Not sure about this part: “And from -15°C to 15°C, another 33% “

Reply to  Willis Eschenbach
September 6, 2022 12:37 am

Thankyou, my bad.

Editor
September 5, 2022 12:49 pm

What mysterious force is changing the 1.2 W/m2 of CO2 TOA forcing, the forcing that the IPCC says will raise the surface temperature by 1°C”

The initials are “B” and “S.”
The IPCC estimate of SATS (surface air temperature sensitivity to radiative forcing) is usually around 0.5 deg. C per W/m2, your IPCC estimate is 0.8, which is even sillier.  But the IPCC has never seen a need to be consistent.
Sherwood Idso derived 0.173 deg. C/W/m2 using real data, but who needs data? We can use other IPCC sources to get 0.42 deg C/W/m2.
Newell and Dopplick got 0.03 deg. C/W/m2 using real data.
Manabe and Weatherald, in 1975, derived a value of 1 deg. C/W/m2, which is as silly as their model.
Möller, 1963 derived 0.5 deg. C/W/m2
SATS is likely in the range you site, around 0.1 to 0.15. The high IPCC values just shows they aren’t thinking. Good post Willis!
More here:
Climate Sensitivity to CO2, what do we know? Part 2. – Andy May Petrophysicist

September 5, 2022 12:51 pm

The incoming solar radiation can do work. You can use a magnifying glass and start a fire using solar radiation. Downwelling IR coming from the atmosphere can do neither. Equating thevtwo seems wrong to me.

Robert W Turner
Reply to  mkelly
September 5, 2022 1:35 pm

Now that would be something to actually test the back radiation hypothesis now wouldn’t it?

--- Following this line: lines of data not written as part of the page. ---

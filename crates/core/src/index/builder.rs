//! Mutable accumulator for an [`Index`].
//!
//! Classes are added one at a time from a single thread, either as raw bytes
//! or already parsed. [`Indexer::complete`] builds the secondary maps and
//! freezes the result.

use super::Index;
use crate::config::ParserConfig;
use crate::error::Result;
use crate::model::NameTable;
use crate::parser::ClassFileParser;
use classdex_api::{
    AnnotationInstance, AnnotationTarget, ClassInfo, ClassSummary, DotName, TargetSite,
    normalize_annotations, well_known,
};
use std::collections::BTreeMap;
use std::sync::Arc;

pub struct Indexer {
    names: Arc<NameTable>,
    config: ParserConfig,
    classes: BTreeMap<DotName, ClassInfo>,
}

impl Default for Indexer {
    fn default() -> Self {
        Self::new(Arc::new(NameTable::new()), ParserConfig::default())
    }
}

impl Indexer {
    pub fn new(names: Arc<NameTable>, config: ParserConfig) -> Self {
        Self {
            names,
            config,
            classes: BTreeMap::new(),
        }
    }

    pub fn names(&self) -> &Arc<NameTable> {
        &self.names
    }

    pub fn config(&self) -> &ParserConfig {
        &self.config
    }

    pub fn len(&self) -> usize {
        self.classes.len()
    }

    pub fn is_empty(&self) -> bool {
        self.classes.is_empty()
    }

    /// Parses one class file and adds it.
    pub fn index_class(&mut self, bytes: &[u8]) -> Result<ClassSummary> {
        let parsed = ClassFileParser::new(&self.names, &self.config).parse(bytes)?;
        self.add_class(parsed.info);
        Ok(parsed.summary)
    }

    /// Adds an already parsed class. A class with the same name replaces the
    /// earlier one.
    pub fn add_class(&mut self, class: ClassInfo) {
        let name = class.name.clone();
        if self.classes.insert(name.clone(), class).is_some() {
            tracing::warn!("Duplicate class {}, keeping the last definition", name);
        }
    }

    /// Builds the secondary maps and freezes the index.
    pub fn complete(mut self) -> Index {
        self.propagate_record_annotations();

        let mut index = Index::default();
        for (name, class) in &self.classes {
            if let Some(superclass) = &class.superclass_name {
                push(&mut index.subclasses, superclass, name);
            }
            let interface_edges = if class.flags.is_interface() {
                &mut index.subinterfaces
            } else {
                &mut index.implementors
            };
            for interface in &class.interface_names {
                push(interface_edges, interface, name);
            }
            for referenced in &class.referenced_classes {
                push(&mut index.users, referenced, name);
            }
            if let Some(package) = class.package() {
                push(&mut index.packages, &package, name);
            }
            if let Some(module) = &class.module {
                index.modules.insert(module.name.clone(), name.clone());
            }
            for (annotation, usages) in &class.annotations {
                index
                    .annotations
                    .entry(annotation.clone())
                    .or_default()
                    .extend(usages.iter().cloned());
            }
        }
        index.classes = self.classes;

        tracing::debug!(
            "Completed index: {} classes, {} annotation types",
            index.classes.len(),
            index.annotations.len()
        );
        index
    }

    /// Copies record component annotations onto the component's field and
    /// accessor where the annotation class is indexed and its `@Target`
    /// names `FIELD` or `METHOD`. javac already does this for the members it
    /// generates, so only missing instances are added.
    fn propagate_record_annotations(&mut self) {
        let mut plans = Vec::new();
        for class in self.classes.values() {
            for component in class.record_components() {
                let mut to_field = Vec::new();
                let mut to_accessor = Vec::new();
                for annotation in &component.annotations {
                    let Some((field, method)) = self.applicable_targets(annotation.name()) else {
                        continue;
                    };
                    if field {
                        to_field.push(annotation.detached());
                    }
                    if method {
                        to_accessor.push(annotation.detached());
                    }
                }
                if !to_field.is_empty() || !to_accessor.is_empty() {
                    let declared: Vec<DotName> =
                        component.annotations.iter().map(|a| a.name().clone()).collect();
                    plans.push((
                        class.name.clone(),
                        component.name.clone(),
                        format!("(){}", component.descriptor),
                        declared,
                        to_field,
                        to_accessor,
                    ));
                }
            }
        }

        for (class_name, component, accessor_descriptor, declared, to_field, to_accessor) in plans {
            let Some(class) = self.classes.get_mut(&class_name) else {
                continue;
            };
            let mut added: Vec<AnnotationInstance> = Vec::new();

            if let Some(field) = class
                .fields
                .iter_mut()
                .find(|f| f.name == component && !f.flags.is_static())
            {
                let target = AnnotationTarget::new(class_name.clone(), TargetSite::Field(component.clone()));
                added.extend(merge(&mut field.annotations, to_field, &target));
            }
            if let Some(accessor) = class
                .methods
                .iter_mut()
                .find(|m| m.name == component && m.descriptor == accessor_descriptor)
            {
                // An accessor carrying annotations the component does not
                // declare was written by hand and keeps its own set.
                let handwritten = accessor
                    .annotations
                    .iter()
                    .any(|a| !declared.contains(a.name()));
                if handwritten {
                    tracing::debug!(
                        "Skipping explicit accessor {}.{} for annotation propagation",
                        class_name,
                        component
                    );
                } else {
                    let target =
                        AnnotationTarget::new(class_name.clone(), TargetSite::Method(accessor.method_ref()));
                    added.extend(merge(&mut accessor.annotations, to_accessor, &target));
                }
            }

            for annotation in added {
                class
                    .annotations
                    .entry(annotation.name().clone())
                    .or_default()
                    .push(annotation);
            }
        }
    }

    /// Whether an annotation may sit on a field and on a method, from its
    /// `@Target`. `None` when the annotation class is not indexed or declares
    /// no `@Target`.
    fn applicable_targets(&self, annotation: &DotName) -> Option<(bool, bool)> {
        let target = self
            .classes
            .get(annotation)?
            .declared_annotation(&well_known::TARGET)?;
        let values = target.value("value")?.as_array()?;
        let mut field = false;
        let mut method = false;
        for value in values {
            match value.as_enum() {
                Some((ty, "FIELD")) if *ty == *well_known::ELEMENT_TYPE => field = true,
                Some((ty, "METHOD")) if *ty == *well_known::ELEMENT_TYPE => method = true,
                _ => {}
            }
        }
        Some((field, method))
    }
}

fn push(map: &mut BTreeMap<DotName, Vec<DotName>>, key: &DotName, value: &DotName) {
    map.entry(key.clone()).or_default().push(value.clone());
}

/// Adds annotations the list does not already carry. Returns the added,
/// targeted instances.
fn merge(
    existing: &mut Vec<AnnotationInstance>,
    incoming: Vec<AnnotationInstance>,
    target: &AnnotationTarget,
) -> Vec<AnnotationInstance> {
    let added: Vec<AnnotationInstance> = incoming
        .into_iter()
        .filter(|a| !existing.iter().any(|e| e.name() == a.name()))
        .map(|a| a.with_target(target.clone()))
        .collect();
    if !added.is_empty() {
        let mut combined = std::mem::take(existing);
        combined.extend(added.iter().cloned());
        *existing = normalize_annotations(combined);
    }
    added
}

Lenses can focus IR just as they can other light. If atmospheric LWR is as great as they say, then surely it would be easy to build a lens to focus this light and prove it.

Carlo, Monte
Reply to  Robert W Turner
September 5, 2022 2:48 pm

The lens forms an image of the sun, there is no way to focus sky radiation.

Alexy Scherbakoff
Reply to  Carlo, Monte
September 5, 2022 5:10 pm

Very difficult to focus absorption lines. However, if they were actual emission lines then you could focus them.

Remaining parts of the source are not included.